Too slow. GPU support please #973

jarlva · 2022-10-20T06:57:30Z

Hi, firstly, apologize in advance for using bug report instead of Discussion and feature requests. I posted a request there a while back with no activity.

Please add support for cuda pandas, cudf, to accelerate things. I have an nvidia gpu that sits idle while waiting 3 hours each time I change something. I believe lots of folks here are in the same situation.
Please, make it happen.

adhoc-research · 2022-10-20T17:27:46Z

+1. Have a 3 million row dataframe, a 16 hour wait time, and 4 V100s sitting idle :)

arturdaraujo · 2022-11-17T21:03:53Z

@EQU1 gpu would be great but I recently tested tsfresh on Linux and it was 35x times faster. I can't say why this happened because most of my code run 1.2 to 1.3 times faster on Linux on average. I used Ubuntu on WSL.

kempa-liehr · 2022-11-17T22:04:50Z

Thanks for the suggestion of using cudf. I will have a look into this package.

arturdaraujo · 2022-11-18T18:21:49Z

Please take a look on #972

nils-braun · 2023-02-19T17:34:21Z

Thank you all for your input @jarlva, @rushatrai and @arturdaraujo !
Sorry for the delayed (or even no) responses to your requests in the last times.

I personally do not have the bandwidth to implement this feature myself, but we are welcoming any kind of contributions (this is how open source works, please note that we do not need to be the only one doing the implementations ;-)). If one of you has a bit of experience with cudf (or any other package in this context) and would like to contribute parts or a full implementation, we are very happy to hear about this and collaborate! A GPU implementation would definitely be very nice to have.

arturdaraujo · 2023-02-19T17:51:31Z

Ideally I think the first step would be to implement numba or cython for a speed up

beckernick · 2023-02-20T14:29:48Z

Would someone be able to share a reproducible example of the code they're running that they'd like to be able to run faster (with GPUs or otherwise)?
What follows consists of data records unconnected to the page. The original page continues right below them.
//! IP address masking.
//!
//! Partial redaction for display purposes only. The masked form keeps the
//! first two dot-separated segments and replaces every later segment with
//! `***`, so `203.0.113.42` renders as `203.0.***.***`. The stored value is
//! never modified; masking happens at the display boundary.

/// Placeholder shown for empty or absent addresses.
pub const UNKNOWN_IP: &str = "Unknown";

/// Literal substituted for each redacted segment.
const REDACTED_SEGMENT: &str = "***";

/// Returns the partially redacted display form of `ip`.
///
/// The address is split on `.`; the first two segments are kept verbatim
/// and every segment from the third onward becomes `***`. Inputs with fewer
/// than three segments come back unchanged, and an empty input yields
/// `"Unknown"`. Pure and total: no input panics.
///
/// # Examples
///
/// ```
/// use iptrack::visibility::mask;
///
/// assert_eq!(mask("8.8.8.8"), "8.8.***.***");
/// assert_eq!(mask("203.0.113.42"), "203.0.***.***");
/// assert_eq!(mask(""), "Unknown");
/// ```
pub fn mask(ip: &str) -> String {
    if ip.is_empty() {
        return UNKNOWN_IP.to_string();
    }

    ip.split('.')
        .enumerate()
        .map(|(index, segment)| {
            if index < 2 {
                segment
            } else {
                REDACTED_SEGMENT
            }
        })
        .collect::<Vec<_>>()
        .join(".")
}

#[cfg(test)]
mod tests {
    use super::*;

    #[test]
    fn test_mask_dotted_quad() {
        assert_eq!(mask("8.8.8.8"), "8.8.***.***");
        assert_eq!(mask("203.0.113.42"), "203.0.***.***");
        assert_eq!(mask("192.168.1.100"), "192.168.***.***");
    }

    #[test]
    fn test_mask_empty_input() {
        assert_eq!(mask(""), "Unknown");
    }

    #[test]
    fn test_mask_short_inputs_unchanged() {
        assert_eq!(mask("8"), "8");
        assert_eq!(mask("8.8"), "8.8");
    }

    #[test]
    fn test_mask_non_dotted_input_unchanged() {
        // No dot segments beyond the first, nothing to redact.
        assert_eq!(mask("::1"), "::1");
        assert_eq!(mask("localhost"), "localhost");
    }

    #[test]
    fn test_mask_extra_segments_all_redacted() {
        assert_eq!(mask("1.2.3.4.5"), "1.2.***.***.***");
    }

    #[test]
    fn test_mask_preserves_first_two_segments_verbatim() {
        assert_eq!(mask("010.020.030.040"), "010.020.***.***");
    }
}
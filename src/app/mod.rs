//! Application facade.
//!
//! Wires the core components together with explicit dependency injection:
//! one [`App`] is constructed at process start from a configuration and a
//! storage handle, and every consumer goes through it. Each user action
//! mutates exactly one component; reads combine derived state from all of
//! them.

pub mod guard;

pub use guard::{resolve as guard_route, Access, Route};

use crate::client::{ClientError, CredentialClient, GeoClient};
use crate::config::TrackerConfig;
use crate::history::{HistoryEntry, HistoryStore, SelectionSet};
use crate::models::GeoLocation;
use crate::session::{Session, SessionManager};
use crate::storage::KeyValueStore;
use crate::visibility::VisibilityRegistry;
use std::sync::Arc;

/// Handle identifying one in-flight lookup.
///
/// Issued by [`App::begin_lookup`]; a completed lookup whose ticket has been
/// superseded by a newer one is discarded instead of appended, so a slow
/// stale response can never overwrite the result of a newer search.
#[derive(Debug, Clone, Copy, PartialEq, Eq)]
pub struct LookupTicket {
    generation: u64,
}

/// The application core: session, history, visibility and the collaborator
/// clients behind one facade.
pub struct App {
    session: SessionManager,
    history: HistoryStore,
    visibility: VisibilityRegistry,
    selection: SelectionSet,
    credentials: CredentialClient,
    geo: GeoClient,
    lookup_generation: u64,
}

impl App {
    /// Builds the application from a configuration and a storage handle.
    ///
    /// Restores any persisted session and loads the persisted history; both
    /// fail open, so construction only errors when an HTTP client cannot be
    /// built.
    pub fn new(
        config: &TrackerConfig,
        storage: Arc<dyn KeyValueStore>,
    ) -> Result<Self, ClientError> {
        let timeout = config.timeout_duration();
        let credentials = CredentialClient::new(&config.api_base_url, timeout)?;
        let geo = GeoClient::new(&config.geo_base_url, timeout)?;

        let mut session = SessionManager::new(Arc::clone(&storage));
        session.restore();
        let history = HistoryStore::load(storage);

        Ok(Self {
            session,
            history,
            visibility: VisibilityRegistry::new(),
            selection: SelectionSet::new(),
            credentials,
            geo,
            lookup_generation: 0,
        })
    }

    // --- Session ---

    /// Logs in against the credential backend.
    ///
    /// On success the session transitions and persists; on any failure the
    /// session is left untouched and the error carries the user-visible
    /// message.
    pub async fn login(&mut self, email: &str, password: &str) -> Result<&Session, ClientError> {
        let success = self.credentials.login(email, password).await?;
        Ok(self.session.login(success.user, success.token))
    }

    /// Logs out and clears the persisted session.
    pub fn logout(&mut self) -> &Session {
        self.session.logout()
    }

    /// The current session.
    pub fn session(&self) -> &Session {
        self.session.session()
    }

    /// Resolves whether `route` may render for the current session.
    pub fn guard(&self, route: Route) -> Access {
        guard_route(route, self.session.is_authenticated())
    }

    // --- Lookups ---

    /// The caller's own network-derived location. Not recorded in history.
    pub async fn current_location(&self) -> Result<GeoLocation, ClientError> {
        self.geo.current().await
    }

    /// Looks up `ip` and records the result in history.
    ///
    /// Append-or-nothing: any lookup failure leaves the history untouched.
    /// Empty input is rejected locally without a collaborator call.
    pub async fn search(&mut self, ip: &str) -> Result<HistoryEntry, ClientError> {
        let ip = ip.trim();
        if ip.is_empty() {
            return Err(ClientError::Lookup("No IP address provided".to_string()));
        }

        let ticket = self.begin_lookup();
        let location = self.geo.lookup(ip).await?;

        match self.complete_lookup(ticket, ip, location) {
            Some(entry) => Ok(entry),
            // Unreachable through this sequential path, but a concurrent
            // driver interleaving begin/complete can supersede a lookup.
            None => Err(ClientError::Lookup("Lookup superseded".to_string())),
        }
    }

    /// Starts a lookup, superseding any still in flight.
    pub fn begin_lookup(&mut self) -> LookupTicket {
        self.lookup_generation += 1;
        LookupTicket {
            generation: self.lookup_generation,
        }
    }

    /// Records a finished lookup, unless its ticket has been superseded.
    ///
    /// Returns the appended entry, or `None` when the result was stale and
    /// discarded.
    pub fn complete_lookup(
        &mut self,
        ticket: LookupTicket,
        ip: &str,
        location: GeoLocation,
    ) -> Option<HistoryEntry> {
        if ticket.generation != self.lookup_generation {
            log::debug!("Discarding stale lookup result for {}", ip);
            return None;
        }
        Some(self.history.append(ip, location))
    }

    // --- History ---

    /// The lookup history, most recent first.
    pub fn history(&self) -> &HistoryStore {
        &self.history
    }

    /// Re-surfaces a past lookup from the cache, without a new collaborator
    /// call.
    pub fn recall(&self, id: i64) -> Option<&HistoryEntry> {
        self.history.get(id)
    }

    /// Flips whether the entry with `id` is selected for deletion.
    pub fn toggle_selected(&mut self, id: i64) {
        self.selection.toggle(id);
    }

    /// The current selection.
    pub fn selection(&self) -> &SelectionSet {
        &self.selection
    }

    /// Deletes every selected entry, then clears the selection.
    ///
    /// Returns the number of entries removed.
    pub fn delete_selected(&mut self) -> usize {
        let removed = self.history.delete_by_ids(self.selection.ids());
        self.selection.clear();
        removed
    }

    // --- Visibility ---

    /// Flips whether `ip` is displayed unmasked.
    pub fn toggle_visibility(&mut self, ip: &str) {
        self.visibility.toggle(ip);
    }

    /// Whether `ip` is currently displayed unmasked.
    pub fn is_revealed(&self, ip: &str) -> bool {
        self.visibility.is_revealed(ip)
    }

    /// The display form of `ip` under the current visibility state.
    pub fn display_ip(&self, ip: &str) -> String {
        self.visibility.display(ip)
    }
}
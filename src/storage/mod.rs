//! Durable key-value storage for session and history data.
//!
//! The core never talks to a concrete storage technology. Everything that
//! must survive a restart (the credential token, the serialized user
//! profile, the serialized lookup history) goes through the [`KeyValueStore`]
//! trait, which models a handful of independent string-keyed slots.
//!
//! Two implementations are provided:
//!
//! - [`FileStore`]: one file per key under a data directory, with atomic
//!   replacement on write so a crash never leaves a half-written value.
//! - [`MemoryStore`]: a process-local map, used in tests and when running
//!   without a data directory.
//!
//! Absence of a key is a normal, non-error condition everywhere.

use std::collections::HashMap;
use std::fmt;
use std::fs::{self, File};
use std::io::Write;
use std::path::PathBuf;
use std::sync::Mutex;

/// Errors that can occur during storage operations.
#[derive(Debug)]
pub enum StorageError {
    /// Underlying file I/O failed.
    ///
    /// Contains the originating I/O error for diagnostics.
    Io(std::io::Error),

    /// No usable data directory could be determined.
    ///
    /// Raised when neither `HOME` nor `USERPROFILE` is set and no explicit
    /// directory was configured.
    NoDataDir,
}

impl fmt::Display for StorageError {
    fn fmt(&self, f: &mut fmt::Formatter<'_>) -> fmt::Result {
        match self {
            StorageError::Io(err) => write!(f, "Storage I/O error: {}", err),
            StorageError::NoDataDir => write!(f, "Could not determine a data directory"),
        }
    }
}

impl std::error::Error for StorageError {
    fn source(&self) -> Option<&(dyn std::error::Error + 'static)> {
        match self {
            StorageError::Io(err) => Some(err),
            StorageError::NoDataDir => None,
        }
    }
}

impl From<std::io::Error> for StorageError {
    fn from(err: std::io::Error) -> Self {
        StorageError::Io(err)
    }
}

/// A string-keyed slot store with independent keys.
///
/// Values are opaque strings; serialization of structured data is the
/// caller's concern. Implementations must treat a missing key as `Ok(None)`
/// on `get` and as success on `remove`.
pub trait KeyValueStore: Send + Sync {
    /// Reads the value stored under `key`, if any.
    fn get(&self, key: &str) -> Result<Option<String>, StorageError>;

    /// Stores `value` under `key`, replacing any previous value.
    fn set(&self, key: &str, value: &str) -> Result<(), StorageError>;

    /// Removes the value stored under `key`. Removing an absent key succeeds.
    fn remove(&self, key: &str) -> Result<(), StorageError>;
}

/// File-backed store: one file per key under a data directory.
///
/// Writes go to a temporary file first and are renamed into place, so a
/// value is always either the old or the new content, never a torn write.
#[derive(Debug, Clone)]
pub struct FileStore {
    dir: PathBuf,
}

impl FileStore {
    /// Creates a store rooted at `dir`, creating the directory if needed.
    ///
    /// # Errors
    ///
    /// Returns `StorageError::Io` if the directory cannot be created.
    pub fn new(dir: impl Into<PathBuf>) -> Result<Self, StorageError> {
        let dir = dir.into();
        if !dir.exists() {
            fs::create_dir_all(&dir)?;
        }
        Ok(Self { dir })
    }

    /// Creates a store under the platform default data directory.
    ///
    /// Resolves to `~/.config/iptrack` on Unix-like systems, or the
    /// equivalent under `%USERPROFILE%\AppData\Roaming` on Windows.
    ///
    /// # Errors
    ///
    /// Returns `StorageError::NoDataDir` if no home directory can be
    /// determined, or `StorageError::Io` if the directory cannot be created.
    pub fn open_default() -> Result<Self, StorageError> {
        let config_dir = if let Some(home) = std::env::var_os("HOME") {
            PathBuf::from(home).join(".config")
        } else if let Some(user_profile) = std::env::var_os("USERPROFILE") {
            PathBuf::from(user_profile).join("AppData").join("Roaming")
        } else {
            return Err(StorageError::NoDataDir);
        };

        Self::new(config_dir.join("iptrack"))
    }

    fn path_for(&self, key: &str) -> PathBuf {
        self.dir.join(key)
    }
}

impl KeyValueStore for FileStore {
    fn get(&self, key: &str) -> Result<Option<String>, StorageError> {
        let path = self.path_for(key);
        if !path.exists() {
            return Ok(None);
        }
        Ok(Some(fs::read_to_string(&path)?))
    }

    fn set(&self, key: &str, value: &str) -> Result<(), StorageError> {
        let path = self.path_for(key);

        // Write to a temporary file first, then atomically replace.
        let temp_path = path.with_extension("tmp");
        let mut temp_file = File::create(&temp_path)?;
        temp_file.write_all(value.as_bytes())?;
        temp_file.flush()?;
        drop(temp_file);

        fs::rename(&temp_path, &path)?;
        Ok(())
    }

    fn remove(&self, key: &str) -> Result<(), StorageError> {
        let path = self.path_for(key);
        if path.exists() {
            fs::remove_file(&path)?;
        }
        Ok(())
    }
}

/// In-memory store for tests and storage-less runs.
#[derive(Debug, Default)]
pub struct MemoryStore {
    values: Mutex<HashMap<String, String>>,
}

impl MemoryStore {
    /// Creates an empty in-memory store.
    pub fn new() -> Self {
        Self::default()
    }
}

impl KeyValueStore for MemoryStore {
    fn get(&self, key: &str) -> Result<Option<String>, StorageError> {
        let values = self.values.lock().unwrap_or_else(|e| e.into_inner());
        Ok(values.get(key).cloned())
    }

    fn set(&self, key: &str, value: &str) -> Result<(), StorageError> {
        let mut values = self.values.lock().unwrap_or_else(|e| e.into_inner());
        values.insert(key.to_string(), value.to_string());
        Ok(())
    }

    fn remove(&self, key: &str) -> Result<(), StorageError> {
        let mut values = self.values.lock().unwrap_or_else(|e| e.into_inner());
        values.remove(key);
        Ok(())
    }
}
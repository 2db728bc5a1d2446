//! Data models for the lookup history.

use crate::models::GeoLocation;
use crate::storage::StorageError;
use chrono::{DateTime, Utc};
use serde::{Deserialize, Serialize};
use std::fmt;

/// A single past IP lookup.
///
/// Entries are immutable once created; the only way one changes is by being
/// removed wholesale, either explicitly or by falling off the end of the
/// capped list.
#[derive(Debug, Clone, PartialEq, Serialize, Deserialize)]
pub struct HistoryEntry {
    /// Unique identity, monotonically assigned at creation time.
    ///
    /// Derived from the creation timestamp in milliseconds and bumped past
    /// the previously issued id on collision, so id order and insertion
    /// order always coincide. This is the sole identity used for selection
    /// and deletion.
    pub id: i64,

    /// The queried address, exactly as the user entered it.
    pub ip: String,

    /// The geolocation result, passed through unmodified.
    pub location: GeoLocation,

    /// Creation time, serialized as ISO-8601.
    pub timestamp: DateTime<Utc>,
}

impl HistoryEntry {
    /// Creates an entry stamped with the current time.
    pub fn new(id: i64, ip: impl Into<String>, location: GeoLocation) -> Self {
        Self {
            id,
            ip: ip.into(),
            location,
            timestamp: Utc::now(),
        }
    }
}

/// Errors that can occur during history persistence.
#[derive(Debug)]
pub enum HistoryError {
    /// The underlying storage operation failed.
    Storage(StorageError),

    /// The history list could not be serialized or deserialized.
    Serialization(serde_json::Error),
}

impl fmt::Display for HistoryError {
    fn fmt(&self, f: &mut fmt::Formatter<'_>) -> fmt::Result {
        match self {
            HistoryError::Storage(err) => write!(f, "History storage error: {}", err),
            HistoryError::Serialization(err) => {
                write!(f, "History serialization error: {}", err)
            }
        }
    }
}

impl std::error::Error for HistoryError {
    fn source(&self) -> Option<&(dyn std::error::Error + 'static)> {
        match self {
            HistoryError::Storage(err) => Some(err),
            HistoryError::Serialization(err) => Some(err),
        }
    }
}

impl From<StorageError> for HistoryError {
    fn from(err: StorageError) -> Self {
        HistoryError::Storage(err)
    }
}

impl From<serde_json::Error> for HistoryError {
    fn from(err: serde_json::Error) -> Self {
        HistoryError::Serialization(err)
    }
}
use thiserror::Error;

#[derive(Debug, Error)]
pub enum AppError {
    #[error("Failed to fetch data from API: {0}")]
    ApiFetch(#[from] reqwest::Error),

    #[error("Failed to parse API response: {0}")]
    ApiParse(#[from] serde_json::Error),

    // Credential rejected by the API (401/403)
    #[error("API rejected the credential ({status}): {message} (URL: {url})")]
    AuthRejected {
        status: u16,
        message: String,
        url: String,
    },

    // Specific HTTP status code errors
    #[error("API request not found (404): {url}")]
    ApiNotFound { url: String },

    #[error("API server error ({status}): {message} (URL: {url})")]
    ApiServerError {
        status: u16,
        message: String,
        url: String,
    },

    #[error("API client error ({status}): {message} (URL: {url})")]
    ApiClientError {
        status: u16,
        message: String,
        url: String,
    },

    #[error("API rate limit exceeded (429): {message} (URL: {url})")]
    ApiRateLimit { message: String, url: String },

    // Network-specific errors
    #[error("Network timeout while fetching data from: {url}")]
    NetworkTimeout { url: String },

    #[error("Connection failed to: {url} - {message}")]
    NetworkConnection { url: String, message: String },

    // Data parsing and validation errors
    #[error("API returned malformed JSON: {message} (URL: {url})")]
    ApiMalformedJson { message: String, url: String },

    #[error("API returned unexpected data structure: {message} (URL: {url})")]
    ApiUnexpectedStructure { message: String, url: String },

    #[error("API returned empty or missing data: {message} (URL: {url})")]
    ApiNoData { message: String, url: String },

    #[error("OAuth token exchange failed: {0}")]
    OauthToken(String),

    #[error("I/O error: {0}")]
    Io(#[from] std::io::Error),

    #[error("CSV write error: {0}")]
    Csv(#[from] csv::Error),

    #[error("Configuration error: {0}")]
    Config(String),

    #[error("Date/time parsing error: {0}")]
    DateTimeParse(String),

    #[error("Log setup error: {0}")]
    LogSetup(String),
}

impl AppError {
    /// Create a configuration error with context
    pub fn config_error(msg: impl Into<String>) -> Self {
        Self::Config(msg.into())
    }

    /// Create a date/time parsing error with context
    pub fn datetime_parse_error(msg: impl Into<String>) -> Self {
        Self::DateTimeParse(msg.into())
    }

    /// Create a log setup error with context
    pub fn log_setup_error(msg: impl Into<String>) -> Self {
        Self::LogSetup(msg.into())
    }

    /// Create an auth rejection error (401/403 status codes)
    pub fn auth_rejected(status: u16, message: impl Into<String>, url: impl Into<String>) -> Self {
        Self::AuthRejected {
            status,
            message: message.into(),
            url: url.into(),
        }
    }

    /// Create an OAuth token exchange error
    pub fn oauth_token_error(msg: impl Into<String>) -> Self {
        Self::OauthToken(msg.into())
    }

    /// Create an API not found error
    pub fn api_not_found(url: impl Into<String>) -> Self {
        Self::ApiNotFound { url: url.into() }
    }

    /// Create an API server error (5xx status codes)
    pub fn api_server_error(
        status: u16,
        message: impl Into<String>,
        url: impl Into<String>,
    ) -> Self {
        Self::ApiServerError {
            status,
            message: message.into(),
            url: url.into(),
        }
    }

    /// Create an API client error (4xx status codes except 401, 403, 404 and 429)
    pub fn api_client_error(
        status: u16,
        message: impl Into<String>,
        url: impl Into<String>,
    ) -> Self {
        Self::ApiClientError {
            status,
            message: message.into(),
            url: url.into(),
        }
    }

    /// Create an API rate limit error
    pub fn api_rate_limit(message: impl Into<String>, url: impl Into<String>) -> Self {
        Self::ApiRateLimit {
            message: message.into(),
            url: url.into(),
        }
    }

    /// Create a network timeout error
    pub fn network_timeout(url: impl Into<String>) -> Self {
        Self::NetworkTimeout { url: url.into() }
    }

    /// Create a network connection error
    pub fn network_connection(url: impl Into<String>, message: impl Into<String>) -> Self {
        Self::NetworkConnection {
            url: url.into(),
            message: message.into(),
        }
    }

    /// Create a malformed JSON error
    pub fn api_malformed_json(message: impl Into<String>, url: impl Into<String>) -> Self {
        Self::ApiMalformedJson {
            message: message.into(),
            url: url.into(),
        }
    }

    /// Create an unexpected data structure error
    pub fn api_unexpected_structure(message: impl Into<String>, url: impl Into<String>) -> Self {
        Self::ApiUnexpectedStructure {
            message: message.into(),
            url: url.into(),
        }
    }

    /// Create a no data error
    pub fn api_no_data(message: impl Into<String>, url: impl Into<String>) -> Self {
        Self::ApiNoData {
            message: message.into(),
            url: url.into(),
        }
    }

    /// Check if error means the credential was rejected by the API
    pub fn is_auth_error(&self) -> bool {
        matches!(self, AppError::AuthRejected { .. })
    }

    /// Check if error is a transport-level failure
    pub fn is_network_error(&self) -> bool {
        matches!(
            self,
            AppError::NetworkTimeout { .. } | AppError::NetworkConnection { .. }
        )
    }

    /// Check if error originated before any network call (local configuration)
    pub fn is_config_error(&self) -> bool {
        matches!(self, AppError::Config(_))
    }
}
use reqwest::Client;
use serde::de::DeserializeOwned;
use tracing::{debug, error, info, instrument, warn};

use crate::config::{Config, Credentials};
use crate::constants::DEFAULT_PER_PAGE;
use crate::data_fetcher::models::{
    PageLinks, PageMeta, TokenResponse, TournamentIndexResponse, TournamentRecord,
};
use crate::data_fetcher::urls::build_tournaments_url;
use crate::error::AppError;

/// Fetches every tournament of the configured community, following the
/// API's own pagination signals until no further page is indicated.
///
/// Records accumulate in API order across pages; no year filtering
/// happens here. The credential must already be a usable bearer token
/// (see [`resolve_access_token`]).
///
/// # Errors
/// * `AppError::AuthRejected` - the API answered 401/403
/// * `AppError::NetworkTimeout` / `NetworkConnection` - transport failure
/// * other `Api*` variants - non-success status or unusable body
#[instrument(skip(client, config, token))]
pub async fn fetch_tournaments(
    client: &Client,
    config: &Config,
    token: &str,
) -> Result<Vec<TournamentRecord>, AppError> {
    info!(
        "Fetching tournaments for community {} (id {})",
        config.community, config.community_id
    );

    let mut records = Vec::new();
    let mut page: u32 = 1;
    loop {
        let url = build_tournaments_url(
            &config.api_base_url,
            &config.community_id,
            page,
            DEFAULT_PER_PAGE,
        );
        let TournamentIndexResponse { data, meta, links } = fetch(client, &url, token).await?;
        debug!("Page {} returned {} tournaments", page, data.len());

        for resource in data {
            if let Some(record) = TournamentRecord::from_resource(resource) {
                records.push(record);
            }
        }

        match next_page_number(meta.as_ref(), links.as_ref(), page) {
            Some(next) if next > page => page = next,
            Some(next) => {
                warn!("Pagination did not advance (current {page}, next {next}), stopping");
                break;
            }
            None => break,
        }
    }

    info!("Fetched {} tournaments in total", records.len());
    Ok(records)
}

/// Turns the resolved credential into a bearer token, exchanging a
/// client-credentials pair at the OAuth endpoint when needed.
pub async fn resolve_access_token(client: &Client, config: &Config) -> Result<String, AppError> {
    match &config.credentials {
        Credentials::Token(token) => Ok(token.clone()),
        Credentials::ClientCredentials {
            client_id,
            client_secret,
        } => request_access_token(client, &config.oauth_token_url, client_id, client_secret).await,
    }
}

/// Exchanges OAuth client credentials for an access token.
#[instrument(skip(client, client_secret))]
pub async fn request_access_token(
    client: &Client,
    token_url: &str,
    client_id: &str,
    client_secret: &str,
) -> Result<String, AppError> {
    info!("Requesting OAuth access token for client {client_id}");

    let response = client
        .post(token_url)
        .header(reqwest::header::ACCEPT, "application/json")
        .form(&[
            ("grant_type", "client_credentials"),
            ("client_id", client_id),
            ("client_secret", client_secret),
        ])
        .send()
        .await
        .map_err(|e| transport_error(e, token_url))?;

    let status = response.status();
    if !status.is_success() {
        let reason = status.canonical_reason().unwrap_or("Unknown error");
        error!("Token exchange failed: HTTP {} - {}", status.as_u16(), reason);
        return Err(status_error(status.as_u16(), reason, token_url));
    }

    let token_response: TokenResponse = response.json().await.map_err(AppError::ApiFetch)?;
    token_response
        .access_token
        .filter(|token| !token.is_empty())
        .ok_or_else(|| AppError::oauth_token_error("response missing access_token"))
}

/// Computes the next page to fetch from the response's pagination
/// signals: an explicit `meta.next_page`, or the page after
/// `meta.current_page` while a `links.next` entry is present, capped by
/// `meta.total_pages`.
fn next_page_number(
    meta: Option<&PageMeta>,
    links: Option<&PageLinks>,
    current_page: u32,
) -> Option<u32> {
    let has_next_link = links.and_then(|links| links.next.as_ref()).is_some();
    let meta_current = meta
        .and_then(|meta| meta.current_page)
        .unwrap_or(current_page);

    let next = meta
        .and_then(|meta| meta.next_page)
        .or_else(|| has_next_link.then_some(meta_current + 1))?;

    match meta.and_then(|meta| meta.total_pages) {
        Some(total_pages) if next > total_pages => None,
        _ => Some(next),
    }
}

/// Issues one authenticated GET and deserializes the JSON body,
/// classifying failures into the crate error taxonomy. No retries: a
/// transient failure aborts the run.
async fn fetch<T: DeserializeOwned>(
    client: &Client,
    url: &str,
    token: &str,
) -> Result<T, AppError> {
    info!("Fetching data from URL: {url}");

    let response = client
        .get(url)
        .header(reqwest::header::ACCEPT, "application/json")
        .bearer_auth(token)
        .send()
        .await
        .map_err(|e| {
            error!("Request failed for URL {}: {}", url, e);
            transport_error(e, url)
        })?;

    let status = response.status();
    debug!("Response status: {status}");

    if !status.is_success() {
        let status_code = status.as_u16();
        let reason = status.canonical_reason().unwrap_or("Unknown error");
        error!("HTTP {} - {} (URL: {})", status_code, reason, url);
        return Err(status_error(status_code, reason, url));
    }

    let response_text = match response.text().await {
        Ok(text) => text,
        Err(e) => {
            error!("Failed to read response text from URL {}: {}", url, e);
            return Err(AppError::ApiFetch(e));
        }
    };
    debug!("Response length: {} bytes", response_text.len());

    match serde_json::from_str::<T>(&response_text) {
        Ok(parsed) => Ok(parsed),
        Err(e) => {
            error!("Failed to parse API response: {} (URL: {})", e, url);
            error!(
                "Response text (first 200 chars): {}",
                &response_text.chars().take(200).collect::<String>()
            );

            if response_text.trim().is_empty() {
                Err(AppError::api_no_data("Response body is empty", url))
            } else if !response_text.trim_start().starts_with('{')
                && !response_text.trim_start().starts_with('[')
            {
                Err(AppError::api_malformed_json(
                    "Response is not valid JSON",
                    url,
                ))
            } else {
                Err(AppError::api_unexpected_structure(e.to_string(), url))
            }
        }
    }
}

fn transport_error(e: reqwest::Error, url: &str) -> AppError {
    if e.is_timeout() {
        AppError::network_timeout(url)
    } else if e.is_connect() {
        AppError::network_connection(url, e.to_string())
    } else {
        AppError::ApiFetch(e)
    }
}

fn status_error(status_code: u16, reason: &str, url: &str) -> AppError {
    match status_code {
        401 | 403 => AppError::auth_rejected(status_code, reason, url),
        404 => AppError::api_not_found(url),
        429 => AppError::api_rate_limit(reason, url),
        400..=499 => AppError::api_client_error(status_code, reason, url),
        _ => AppError::api_server_error(status_code, reason, url),
    }
}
My recollection is that a few of the operations took up most of the time when I've used tsfresh in the past, but I don't know if my experience was representative.

It would be great to document examples that illustrate the bottlenecks.

nils-braun · 2023-02-22T20:42:07Z

@beckernick - from our experience, basically everything with the marker high_comp_cost in https://github.com/blue-yonder/tsfresh/blob/main/tsfresh/feature_extraction/feature_calculators.py has a bad performance behavior if the size of the timeseries starts to grow.
If users want to perform only those feature calculators with a faster runtime, we recommend using the EfficientFCParameters, which removes those.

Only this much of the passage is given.